これは、健司が中にいるから施錠していないという事なのか、それとも、他に誰かいるのか。


どちらにしても、それを確認しなければならない。


「こんにちはー! 誰かいませんかー!?」


留美子がそう叫ぶも、返事はない。


シーンと静まり返る屋内に、健司もいないのではないかという心配をしてしまう。


「とりあえずあいさつはしたんだからよ、上がろうぜ。
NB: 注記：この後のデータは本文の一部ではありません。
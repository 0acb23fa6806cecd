use crate::{Error, Result, TektonRun, WaitOutcome};

/// Created -> Submitted -> Watching -> terminal.
#[derive(Clone, Debug, PartialEq, Eq)]
pub enum RunState {
    Created,
    Submitted(TektonRun),
    Watching(TektonRun),
    Finished(TektonRun, WaitOutcome),
}

impl RunState {
    pub fn name(&self) -> &'static str {
        match self {
            RunState::Created => "created",
            RunState::Submitted(_) => "submitted",
            RunState::Watching(_) => "watching",
            RunState::Finished(_, WaitOutcome::Succeeded) => "succeeded",
            RunState::Finished(_, WaitOutcome::Failed { .. }) => "failed",
            RunState::Finished(_, WaitOutcome::TimedOut { .. }) => "timed_out",
        }
    }
}

#[derive(Clone, Debug)]
pub struct RunLifecycle {
    state: RunState,
}

impl Default for RunLifecycle {
    fn default() -> Self {
        Self::new()
    }
}

impl RunLifecycle {
    pub fn new() -> Self {
        Self { state: RunState::Created }
    }

    pub fn state(&self) -> &RunState {
        &self.state
    }

    pub fn run(&self) -> Option<&TektonRun> {
        match &self.state {
            RunState::Created => None,
            RunState::Submitted(r) | RunState::Watching(r) | RunState::Finished(r, _) => Some(r),
        }
    }

    pub fn submitted(&mut self, run: TektonRun) -> Result<()> {
        match self.state {
            RunState::Created => {
                self.state = RunState::Submitted(run);
                Ok(())
            }
            _ => Err(self.illegal("submitted")),
        }
    }

    pub fn watching(&mut self) -> Result<()> {
        match &self.state {
            RunState::Submitted(run) => {
                self.state = RunState::Watching(run.clone());
                Ok(())
            }
            _ => Err(self.illegal("watching")),
        }
    }

    pub fn finish(&mut self, outcome: WaitOutcome) -> Result<()> {
        match &self.state {
            RunState::Watching(run) => {
                self.state = RunState::Finished(run.clone(), outcome);
                Ok(())
            }
            _ => Err(self.illegal("finished")),
        }
    }

    pub fn outcome(&self) -> Option<&WaitOutcome> {
        match &self.state {
            RunState::Finished(_, outcome) => Some(outcome),
            _ => None,
        }
    }

    fn illegal(&self, to: &str) -> Error {
        Error::Unsupported(format!("illegal run transition {} -> {}", self.state.name(), to))
    }
}
use anyhow::{anyhow, Result};
use ctk_core::ExecutionMode;
use ctk_exec::{CommandRunner, CommandSpec};

#[derive(Clone, Debug, PartialEq, Eq)]
pub struct ToolStatus {
    pub tool: &'static str,
    /// First line of the version output when the tool answered.
    pub version: Option<String>,
}

pub type Tool = (&'static str, &'static [&'static str]);

const DIRECT_TOOLS: &[Tool] = &[("kubectl", &["version", "--client"]), ("yq", &["--version"])];
const MANAGED_TOOLS: &[Tool] = &[("gcloud", &["--version"]), ("tkn", &["version"]), ("yq", &["--version"])];

/// CLIs a mode shells out to, with the arguments that print their version.
pub fn required_tools(mode: ExecutionMode) -> &'static [Tool] {
    match mode {
        ExecutionMode::Direct => DIRECT_TOOLS,
        ExecutionMode::Managed => MANAGED_TOOLS,
    }
}

pub fn doctor(runner: &dyn CommandRunner, mode: ExecutionMode) -> Result<Vec<ToolStatus>> {
    let mut statuses = Vec::new();
    for &(tool, args) in required_tools(mode) {
        let version = match runner.run(&CommandSpec::new(tool).args(args.iter().copied())) {
            Ok(out) if out.success => Some(out.stdout.lines().next().unwrap_or_default().trim().to_string()),
            _ => None,
        };
        statuses.push(ToolStatus { tool, version });
    }

    let missing: Vec<&str> = statuses.iter().filter(|s| s.version.is_none()).map(|s| s.tool).collect();
    if !missing.is_empty() {
        return Err(anyhow!("{} mode needs {} on PATH", mode, missing.join(", ")));
    }
    Ok(statuses)
}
俺は二階見てくるから、お前らは下を見てくれよ」


そう言って、二階への階段を上がる高広。


人の家に勝手に入るのは気が引けたけど……これは仕方のない事だと言い聞かせて、私と留美子は近くの部屋のドアを開けた。


私達が最初に開けたのは、洗面所のドアだった。


「カラダ探し」じゃないから、チラッと中を見るだけで良い。


私達は、健司の部屋を探しているだけだから。


「手分けした方が早いね。じゃあ、私は奥の部屋から見てくるわ」


と、廊下の奥を指差して、歩いていく留美子。


そんなに広い家じゃないし、日中だから、「カラダ探し」とは比べものにならないくらい気が楽だ。


ただ、ドアを開けて閉めるを繰り返すだけの単純な作業。